Task directions: Transcribe the following entries word for word. End with the line where "stream is all" appears.

*** Opening Data extracts ***

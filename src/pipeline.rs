//! # Research Pipeline
//!
//! A fixed node graph over a single [`ResearchState`]:
//!
//! ```text
//! Input -> Learner -> SerpQueries -> ProcessResults -> CompileResults -> CheckDepth
//!            ^                                                             |
//!            |                                                 depth > 0   | depth == 0
//!            +------------------------ NextDirection <---------------------+----> MarkdownReport
//! ```
//!
//! [`ResearchPipeline::run`] returns a lazy stream with one [`NodeEvent`] per
//! executed node. Nothing runs until the stream is polled, and dropping the
//! stream is all it takes to cancel. For a starting depth `d` a successful
//! run yields exactly `7 + 6d` events, the last one from `MarkdownReport`.
//! A failing node yields its error as the final item.

use futures::stream::{self, Stream, StreamExt};
use std::fmt;
use std::sync::Arc;
use tracing::{debug, error, info};

use crate::config::Config;
use crate::error::ResearchError;
use crate::llm::{OpenAiCompatClient, TextGenerator};
use crate::prompts::{ResearchPrompts, REFINEMENT_MARKER};
use crate::search::{render_documents, FirecrawlClient, SearchRequest, WebSearch};
use crate::state::ResearchState;
use crate::tags::extract_tag;

/// A step in the research graph.
#[derive(Debug, Clone, Copy, PartialEq, Eq, Hash)]
pub enum Node {
    Input,
    Learner,
    SerpQueries,
    ProcessResults,
    CompileResults,
    CheckDepth,
    NextDirection,
    MarkdownReport,
}

impl Node {
    pub fn name(&self) -> &'static str {
        match self {
            Node::Input => "input",
            Node::Learner => "learner",
            Node::SerpQueries => "serp_queries",
            Node::ProcessResults => "process_results",
            Node::CompileResults => "compile_results",
            Node::CheckDepth => "check_depth",
            Node::NextDirection => "next_direction",
            Node::MarkdownReport => "markdown_report",
        }
    }

    pub fn is_terminal(&self) -> bool {
        matches!(self, Node::MarkdownReport)
    }
}

impl fmt::Display for Node {
    fn fmt(&self, f: &mut fmt::Formatter<'_>) -> fmt::Result {
        f.write_str(self.name())
    }
}

/// The state observed right after `node` finished.
#[derive(Debug, Clone, PartialEq, Eq)]
pub struct NodeEvent {
    pub node: Node,
    pub state: ResearchState,
}

/// Drives the research graph against a text generator and a web search.
pub struct ResearchPipeline {
    generator: Arc<dyn TextGenerator>,
    search: Arc<dyn WebSearch>,
    system_prompt: String,
    search_timeout_ms: u64,
    search_limit: usize,
    streaming: bool,
}

impl ResearchPipeline {
    pub fn new(generator: Arc<dyn TextGenerator>, search: Arc<dyn WebSearch>) -> Self {
        let defaults = Config::default();
        Self {
            generator,
            search,
            system_prompt: ResearchPrompts::system(),
            search_timeout_ms: defaults.search_timeout_ms,
            search_limit: defaults.search_limit,
            streaming: defaults.streaming,
        }
    }

    /// Build the pipeline with the bundled OpenAI-compatible and Firecrawl
    /// clients. Fails with a configuration error if either lacks settings.
    pub fn from_config(config: &Config) -> Result<Self, ResearchError> {
        config.validate()?;
        let generator = OpenAiCompatClient::from_config(config)?;
        let search = FirecrawlClient::from_config(config)?;

        Ok(Self::new(Arc::new(generator), Arc::new(search))
            .with_search_options(config.search_timeout_ms, config.search_limit)
            .with_streaming(config.streaming))
    }

    pub fn with_search_options(mut self, timeout_ms: u64, limit: usize) -> Self {
        self.search_timeout_ms = timeout_ms;
        self.search_limit = limit;
        self
    }

    /// Whether nodes other than the learner request streamed completions.
    pub fn with_streaming(mut self, streaming: bool) -> Self {
        self.streaming = streaming;
        self
    }

    pub fn with_system_prompt(mut self, system_prompt: impl Into<String>) -> Self {
        self.system_prompt = system_prompt.into();
        self
    }

    /// Number of events a successful run starting at `depth` yields.
    pub fn total_steps(depth: u32) -> usize {
        7 + 6 * depth as usize
    }

    /// Run the graph from `initial`, yielding a snapshot after every node.
    pub fn run(
        &self,
        initial: ResearchState,
    ) -> impl Stream<Item = Result<NodeEvent, ResearchError>> + Send + '_ {
        info!(
            query = %initial.query,
            depth = initial.depth,
            breadth = initial.breadth,
            generator = self.generator.name(),
            "Starting research pipeline"
        );

        stream::unfold(Some((Node::Input, initial)), move |cursor| async move {
            let (node, mut state) = cursor?;

            match self.step(node, &mut state).await {
                Ok(next) => {
                    let event = NodeEvent {
                        node,
                        state: state.clone(),
                    };
                    Some((Ok(event), next.map(|n| (n, state))))
                }
                Err(e) => {
                    error!(node = %node, error = %e, "Research pipeline failed");
                    Some((Err(e), None))
                }
            }
        })
    }

    /// Run the graph to the end and return the final state.
    pub async fn run_to_completion(
        &self,
        initial: ResearchState,
    ) -> Result<ResearchState, ResearchError> {
        let events = self.run(initial);
        futures::pin_mut!(events);

        let mut last = None;
        while let Some(event) = events.next().await {
            last = Some(event?.state);
        }
        last.ok_or_else(|| ResearchError::InvalidInput("pipeline produced no snapshots".into()))
    }

    /// Execute one node and return its successor, or `None` after the report.
    async fn step(
        &self,
        node: Node,
        state: &mut ResearchState,
    ) -> Result<Option<Node>, ResearchError> {
        debug!(node = %node, depth = state.depth, "Executing node");

        let next = match node {
            Node::Input => {
                validate_input(state)?;
                Node::Learner
            }
            Node::Learner => {
                let outline = self
                    .generate(&ResearchPrompts::learner(state), false)
                    .await?;
                state.results = format!("Initial Outline:\n{}", outline);
                Node::SerpQueries
            }
            Node::SerpQueries => {
                let reply = self
                    .generate(&ResearchPrompts::serp_queries(state), self.streaming)
                    .await?;
                state.query = extract_tag(&reply, "query")?.to_string();
                info!(query = %state.query, "Search query selected");
                Node::ProcessResults
            }
            Node::ProcessResults => {
                let request = SearchRequest::new(state.query.clone())
                    .with_timeout_ms(self.search_timeout_ms)
                    .with_limit(self.search_limit);
                let documents = self.search.search(&request).await?;
                state.results = render_documents(&state.query, &documents);

                state.learnings = self
                    .generate(&ResearchPrompts::summarize(state), self.streaming)
                    .await?;
                Node::CompileResults
            }
            Node::CompileResults => {
                state.directions = self
                    .generate(&ResearchPrompts::directions(state), self.streaming)
                    .await?;
                Node::CheckDepth
            }
            Node::CheckDepth => {
                if state.depth > 0 {
                    Node::NextDirection
                } else {
                    Node::MarkdownReport
                }
            }
            Node::NextDirection => {
                state.depth -= 1;
                state.query.push_str(REFINEMENT_MARKER);
                info!(remaining_depth = state.depth, "Refining research direction");
                Node::Learner
            }
            Node::MarkdownReport => {
                state.report = self
                    .generate(&ResearchPrompts::report(state), self.streaming)
                    .await?;
                info!(chars = state.report.len(), "Research report generated");
                return Ok(None);
            }
        };

        Ok(Some(next))
    }

    async fn generate(&self, user_prompt: &str, streaming: bool) -> Result<String, ResearchError> {
        self.generator
            .generate(&self.system_prompt, user_prompt, streaming)
            .await
    }
}

fn validate_input(state: &ResearchState) -> Result<(), ResearchError> {
    if state.query.trim().is_empty() {
        return Err(ResearchError::InvalidInput(
            "research query must not be empty".to_string(),
        ));
    }
    if state.breadth == 0 {
        return Err(ResearchError::InvalidInput(
            "breadth must be at least 1".to_string(),
        ));
    }
    Ok(())
}

#[cfg(test)]
mod tests {
    use super::*;

    #[test]
    fn test_total_steps() {
        assert_eq!(ResearchPipeline::total_steps(0), 7);
        assert_eq!(ResearchPipeline::total_steps(1), 13);
        assert_eq!(ResearchPipeline::total_steps(3), 25);
    }

    #[test]
    fn test_node_names() {
        assert_eq!(Node::SerpQueries.to_string(), "serp_queries");
        assert!(Node::MarkdownReport.is_terminal());
        assert!(!Node::CheckDepth.is_terminal());
    }

    #[test]
    fn test_validate_input() {
        assert!(validate_input(&ResearchState::new("rust", 0, 1)).is_ok());
        assert!(matches!(
            validate_input(&ResearchState::new("  ", 0, 1)),
            Err(ResearchError::InvalidInput(_))
        ));
        assert!(validate_input(&ResearchState::new("rust", 0, 0)).is_err());
    }

    #[test]
    fn test_from_config_requires_settings() {
        let err = ResearchPipeline::from_config(&Config::default()).err().unwrap();
        assert!(matches!(err, ResearchError::Configuration(_)));
    }
}
//! # relearnweb
//!
//! An iterative research pipeline: outline a query with an LLM, turn the
//! outline into a search query, crawl the results, summarize them, pick new
//! directions, and repeat `depth` times before writing a markdown report.
//!
//! ```ignore
//! use futures::StreamExt;
//! use relearnweb::{Config, ResearchPipeline, ResearchState};
//!
//! let pipeline = ResearchPipeline::from_config(&Config::from_env(None)?)?;
//! let events = pipeline.run(ResearchState::new("Quantum Computing breakthroughs", 1, 3));
//! futures::pin_mut!(events);
//! while let Some(event) = events.next().await {
//!     let event = event?;
//!     println!("{}: depth {}", event.node, event.state.depth);
//! }
//! ```

pub mod config;
pub mod error;
pub mod feedback;
pub mod llm;
pub mod pipeline;
pub mod prompts;
pub mod search;
pub mod session;
pub mod settings;
pub mod state;
pub mod tags;

pub use config::Config;
pub use error::{ResearchError, Service, UpstreamError};
pub use llm::{OpenAiCompatClient, TextGenerator};
pub use pipeline::{Node, NodeEvent, ResearchPipeline};
pub use search::{FirecrawlClient, SearchDocument, SearchRequest, WebSearch};
pub use session::{ResearchParams, ResearchSession, SessionObserver, SessionOutcome, StopFlag};
pub use settings::SettingsFile;
pub use state::{ResearchState, StateField};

*** Closing Data extracts ***

Your solution:
filename src/pipeline.rs
//! # Research Pipeline
//!
//! A fixed node graph over a single [`ResearchState`]:
//!
//! ```text
//! Input -> Learner -> SerpQueries -> ProcessResults -> CompileResults -> CheckDepth
//!            ^                                                             |
//!            |                                                 depth > 0   | depth == 0
//!            +------------------------ NextDirection <---------------------+----> MarkdownReport
//! ```
//!
//! [`ResearchPipeline::run`] returns a lazy stream with one [`NodeEvent`] per
//! executed node. Nothing runs until the stream is polled, and dropping the
//! stream is all it takes to cancel. For a starting depth `d` a successful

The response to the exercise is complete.